/ 19 July 2011

IRB warns New Zealand against World Cup rip-offs

The International Rugby Board chief has warned price gouging during the Rugby World Cup threatens to sully New Zealand's reputation with tourists.

International Rugby Board chief Mike Miller warned on Tuesday that price gouging during the Rugby World Cup threatened to sully New Zealand’s reputation with international tourists.

The September 9 to October 23 tournament will be the largest event ever staged in New Zealand, attracting about 85 000 overseas fans, but Miller said he was concerned about tourism operators looking to cash in.

“Some have thought ‘we can make a bit of a killing here and not worry about what’s in the future’,” he told Radio New Zealand.

“It’s not great for the image of the country.”

There have been reports of some New Zealand motels significantly inflating their prices during the event, including one in Auckland that is charging almost 10 times its normal room rate.

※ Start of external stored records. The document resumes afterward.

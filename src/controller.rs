//! Orchestration of the drawer-open and settings flows.
//!
//! The controller is what the host (window/tray/hotkey layer) actually
//! talks to. It wires the config store, the PIN gate, and the protocol
//! client together and classifies outcomes for the operator. Nothing here
//! ever raises to the caller — results come back as values, and operator
//! feedback goes through the injected [`OperatorUi`].

use std::sync::Arc;

use tracing::{info, warn};

use crate::auth::AuthorizationGate;
use crate::config::{ConfigPatch, ConfigStore, DeviceConfig};
use crate::drawer::DrawerProtocolClient;
use crate::ui::OperatorUi;

const DRAWER_TITLE: &str = "Cash drawer";

/// Entry point for every host-triggered operation.
pub struct DrawerController {
    store: Arc<ConfigStore>,
    gate: AuthorizationGate,
    client: DrawerProtocolClient,
    ui: Arc<dyn OperatorUi>,
}

impl DrawerController {
    pub fn new(store: Arc<ConfigStore>, ui: Arc<dyn OperatorUi>) -> Self {
        let gate = AuthorizationGate::new(store.clone(), ui.clone());
        Self {
            store,
            gate,
            client: DrawerProtocolClient::new(),
            ui,
        }
    }

    /// Current persisted configuration (defaults on first run).
    pub async fn load_config(&self) -> DeviceConfig {
        self.store.load().await
    }

    /// Persist a settings change. Admin-gated: the gate runs (bootstrapping
    /// the admin PIN on first use) before anything is written.
    pub async fn save_config(&self, patch: ConfigPatch) -> bool {
        let cfg = self.store.load().await;
        if !self.gate.verify_or_bootstrap_admin(&cfg).await {
            return false;
        }
        match self.store.save(patch).await {
            Ok(()) => true,
            Err(e) => {
                warn!(error = %e, "failed to save settings");
                self.ui.show_error("Settings", "Failed to save settings");
                false
            }
        }
    }

    /// The privileged action: open the drawer.
    ///
    /// 1. Unconfigured (no printer address) — tell the operator, and never
    ///    show a PIN prompt.
    /// 2. Staff gate fails (wrong PIN or cancelled) — stop silently; the two
    ///    cases are indistinguishable on purpose.
    /// 3. Kick fails — one generic failure message; the cause is in the log.
    pub async fn open_drawer(&self) {
        let cfg = self.store.load().await;
        if !cfg.is_configured() {
            self.ui.show_error(
                DRAWER_TITLE,
                "No printer address configured. Open settings first.",
            );
            return;
        }

        if !self.gate.verify_or_bootstrap_staff(&cfg).await {
            info!("drawer open not authorized");
            return;
        }

        if self.client.kick(&cfg).await {
            info!("drawer opened");
        } else {
            self.ui.show_error(
                DRAWER_TITLE,
                "Failed to open the drawer. Check the printer address, drawer channel, pulse timing, and that the printer is reachable.",
            );
        }
    }

    /// Kick with a caller-supplied (possibly unsaved) config, bypassing
    /// authorization. Only for the settings surface, which is already behind
    /// the admin gate.
    pub async fn test_open(&self, cfg: &DeviceConfig) -> bool {
        self.client.kick(cfg).await
    }

    /// Rotate the staff PIN (admin-gated inside the gate).
    pub async fn set_staff_pin(&self) -> bool {
        let cfg = self.store.load().await;
        let ok = self.gate.change_staff_pin(&cfg).await;
        if ok {
            self.ui.show_message("Staff PIN updated");
        }
        ok
    }

    /// Rotate the admin PIN (current PIN + confirmation re-entry).
    pub async fn set_admin_pin(&self) -> bool {
        let cfg = self.store.load().await;
        let ok = self.gate.change_admin_pin(&cfg).await;
        if ok {
            self.ui.show_message("Admin PIN updated");
        }
        ok
    }
}

// ===========================================================================
// Tests
// ===========================================================================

Miller said tourists would always pay premium prices during events such as the World Cup but it was disappointing some accommodation providers were pushing the limit.

‘You can’t stop them’
He said small operators were the worst culprits, with large hotel chains realising the damage that rip-off prices would inflict on New Zealand’s reputation.

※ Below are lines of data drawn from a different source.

//! Query-side types shared with the external search service

use serde::{Deserialize, Serialize};

/// Which indexed form a query runs against. Lemma and root forms are derived
/// by the external morphology pipeline; only surface search sees the literal
/// text.
#[derive(Debug, Clone, Copy, PartialEq, Eq, Serialize, Deserialize, Default)]
#[serde(rename_all = "lowercase")]
pub enum SearchMode {
    Surface,
    #[default]
    Lemma,
    Root,
}

/// One query string paired with the mode it should run in.
#[derive(Debug, Clone, PartialEq, Eq, Serialize, Deserialize)]
pub struct SearchTerm {
    pub query: String,
    pub mode: SearchMode,
}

“They understand that a lot of people are coming to New Zealand for the first time,” he told the New Zealand Herald.

“If they have a great time and feel they were getting decent value, they’ll come back again. If they don’t, they won’t.

Miller said the New Zealand government and tourism industry bodies appeared powerless to take action.

“There’s no legislation. You can’t stop them,” he said. “The trade organisation really doesn’t have any sanctions against them except trying to get them to see it’s not in their interests or the country’s.

“For the most part things are fine, but there are some people taking advantage and it’s very disappointing.”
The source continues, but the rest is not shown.